最近一直有人引用蔡英文曾说过:中华民国是流亡政府。来间接扭曲她的原意,我简要说明该文的实质意涵,在她的演说里面,主要是劝那些激进的台独不要搞去中国化,相反的应该包容接受。蔡英文的演说是面对一群激进的台独,她以最委婉的方式向这些台独说明,不要去排斥中国相关的族群意识。以下是原文:
事实上,这个问题是我们必须要面对的。尤其是台湾主体意识不断的成长....尤其是在民进党执政的8年,台湾主体意识是快速的成长,而且在台湾是稳定的成长。目前在台湾已经是主流的思考。

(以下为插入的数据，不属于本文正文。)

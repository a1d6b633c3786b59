use std::io::{self, IsTerminal};
use std::sync::OnceLock;
use std::time::Duration;

use indicatif::ProgressStyle;
use opentelemetry::global;
use opentelemetry::trace::TracerProvider as _;
use tracing::Metadata;
use tracing::level_filters::LevelFilter;
use tracing_indicatif::{IndicatifLayer, TickSettings};
use tracing_opentelemetry::OpenTelemetryLayer;
use tracing_subscriber::filter;
use tracing_subscriber::fmt;
use tracing_subscriber::layer::SubscriberExt;
use tracing_subscriber::util::SubscriberInitExt;
use tracing_subscriber::{EnvFilter, Layer};

use crate::error::TelemetryError;

const DEFAULT_LOG_DIRECTIVE: &str = "warn";
const PROGRESS_TICK: Duration = Duration::from_millis(90);

static TRACING_INITIALISED: OnceLock<Result<(), TelemetryError>> = OnceLock::new();

/// Installs the global subscriber on first call; later calls return the first
/// outcome.
///
/// `level` overrides `RUST_LOG`. Interactive terminals get pretty logs with
/// progress spinners for in-flight spans, everything else gets JSON lines.
pub(crate) fn initialise_tracing(
    service_name: &str,
    interactive_terminal: bool,
    level: Option<LevelFilter>,
) -> Result<(), &'static TelemetryError> {
    TRACING_INITIALISED
        .get_or_init(|| initialise_tracing_once(service_name, interactive_terminal, level))
        .as_ref()
        .copied()
}

fn initialise_tracing_once(
    service_name: &str,
    interactive_terminal: bool,
    level: Option<LevelFilter>,
) -> Result<(), TelemetryError> {
    let tracer_provider = opentelemetry_sdk::trace::SdkTracerProvider::builder().build();
    let tracer = tracer_provider.tracer(service_name.to_owned());
    global::set_tracer_provider(tracer_provider);

    let log_filter = log_filter(level);

    if interactive_terminal && io::stderr().is_terminal() {
        let indicatif_layer = IndicatifLayer::new()
            .with_progress_style(progress_style())
            .with_tick_settings(TickSettings {
                default_tick_interval: Some(PROGRESS_TICK),
                ..TickSettings::default()
            });
        let formatting_layer = fmt::layer()
            .pretty()
            .with_target(false)
            .with_writer(indicatif_layer.get_stderr_writer());
        let progress_layer = indicatif_layer.with_filter(filter::filter_fn(progress_span_filter));

        tracing_subscriber::registry()
            .with(formatting_layer.with_filter(log_filter))
            .with(progress_layer)
            .with(OpenTelemetryLayer::new(tracer))
            .try_init()?;
    } else {
        tracing_subscriber::registry()
            .with(
                fmt::layer()
                    .json()
                    .with_target(false)
                    .with_writer(io::stderr)
                    .with_filter(log_filter),
            )
            .with(OpenTelemetryLayer::new(tracer))
            .try_init()?;
    }

    Ok(())
}

fn log_filter(level: Option<LevelFilter>) -> EnvFilter {
    match level {
        Some(level) => EnvFilter::new(level.to_string()),
        None => EnvFilter::try_from_default_env()
            .unwrap_or_else(|_| EnvFilter::new(DEFAULT_LOG_DIRECTIVE)),
    }
}

fn progress_style() -> ProgressStyle {
    ProgressStyle::with_template("{spinner:.cyan.bold} {span_name} {msg}")
        .unwrap_or_else(|_error| ProgressStyle::default_spinner())
}

/// Spinners are limited to this crate's info-level spans.
fn progress_span_filter(metadata: &Metadata<'_>) -> bool {
    metadata.is_span()
        && metadata.target().starts_with("uubluetooth::")
        && *metadata.level() == tracing::Level::INFO
}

我们必须在一个成长的台湾意识当中,来看「中华民国」这个问题。
我们在前阶段看中华民国问题的时候....中华民国,究竟带给我们这个社会甚麽冲击?
它是一个流亡政府,在台湾进行统治。那麽,在台湾统治的这几十年来,我们看到了一个现象,也就是所谓威权的统治跟中国性的合体。换句话说,因为「中华民国在台湾」的统治,我们看到了两件事情变成一件事情。也就是这种威权体制跟中国性。

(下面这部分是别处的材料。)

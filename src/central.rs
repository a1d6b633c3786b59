use std::sync::Arc;

use tokio::sync::mpsc;
use tokio::task::JoinHandle;
use tracing::trace;

use crate::cache::PeripheralCache;
use crate::config::CentralConfig;
use crate::connection::ConnectionManager;
use crate::hw::{BlePlatform, PlatformEvent};
use crate::l2cap::L2capChannel;
use crate::model::PeripheralAddress;
use crate::permissions::{AllPermissionsGranted, PermissionChecker};
use crate::scanner::Scanner;
use crate::timer::TimerPool;

/// Entry point owning one platform and everything that reacts to its events.
///
/// A single pump task drains the platform event stream in order, sending
/// advertisements to the scanner and everything else to the connection
/// manager. Dropping the central stops the pump and every timer.
#[derive(Debug)]
pub struct Central {
    platform: Arc<dyn BlePlatform>,
    cache: Arc<PeripheralCache>,
    timers: TimerPool,
    connections: ConnectionManager,
    scanner: Scanner,
    pump: JoinHandle<()>,
}

impl Central {
    /// Creates a central with every permission granted. Must be called from
    /// within a Tokio runtime.
    #[must_use]
    pub fn new(platform: Arc<dyn BlePlatform>, config: CentralConfig) -> Self {
        Self::with_permissions(platform, config, Arc::new(AllPermissionsGranted))
    }

    #[must_use]
    pub fn with_permissions(
        platform: Arc<dyn BlePlatform>,
        config: CentralConfig,
        permissions: Arc<dyn PermissionChecker>,
    ) -> Self {
        let cache = Arc::new(PeripheralCache::new());
        let timers = TimerPool::new();
        let connections = ConnectionManager::new(
            Arc::clone(&platform),
            Arc::clone(&cache),
            Arc::clone(&permissions),
            timers.clone(),
            config,
        );
        let scanner = Scanner::new(
            Arc::clone(&platform),
            Arc::clone(&cache),
            permissions,
            timers.clone(),
            config,
        );

        let (sink, events) = mpsc::unbounded_channel();
        platform.attach(sink);
        let pump = tokio::spawn(pump_events(events, connections.clone(), scanner.clone()));

        Self {
            platform,
            cache,
            timers,
            connections,
            scanner,
            pump,
        }
    }

    #[must_use]
    pub fn connections(&self) -> &ConnectionManager {
        &self.connections
    }

    #[must_use]
    pub fn scanner(&self) -> &Scanner {
        &self.scanner
    }

    #[must_use]
    pub fn cache(&self) -> &Arc<PeripheralCache> {
        &self.cache
    }

    #[must_use]
    pub fn config(&self) -> &CentralConfig {
        self.connections.config()
    }

    /// Creates an unopened L2CAP channel to `address`.
    #[must_use]
    pub fn l2cap_channel(&self, address: PeripheralAddress) -> L2capChannel {
        L2capChannel::new(address, Arc::clone(&self.platform))
    }
}

impl Drop for Central {
    fn drop(&mut self) {
        self.pump.abort();
        self.timers.cancel_all();
    }
}

async fn pump_events(
    mut events: mpsc::UnboundedReceiver<PlatformEvent>,
    connections: ConnectionManager,
    scanner: Scanner,
) {
    while let Some(event) = events.recv().await {
        match event {
            PlatformEvent::Advertisement(advertisement) => {
                scanner.handle_advertisement(advertisement);
            }
            other => connections.handle_event(other),
        }
    }
    trace!("platform event stream closed");
}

这个中国性,是中国的思考丶中国的文化甚至是中国的语言,在台湾都变成强势的文化丶强势的语言。
这种情况之下,我们在民主刚开始发展的时候,我们反抗的是威权体制。但是在反抗威权体制的时候,我们也因为威权体制跟中华民国的联结,过度到中国性的问题,使得整个社会对於中国性产生了对抗的心理。
在中华民国统治的期间,没有错,这种中国的文化丶中国的语言,还有很多的中国的思考,在我们社会的发展过程中,曾经....到现在还有一定程度是一个「强势的存在」。
可是我们现在也看到一个趋势。就是说在台湾主体意识成长的过程中,还有再加上台湾民主的发展,我们发现这个中国性跟台湾性..或说是台湾主体意识,事实上已经发生了微妙的相对关系。
在以前,我们因为看到中华民国统治台湾的关系,中国性好像是主体,台湾性好像是客体。在今天台湾主体意识成长的过程中,我们隐然看到主客是要易位的情况。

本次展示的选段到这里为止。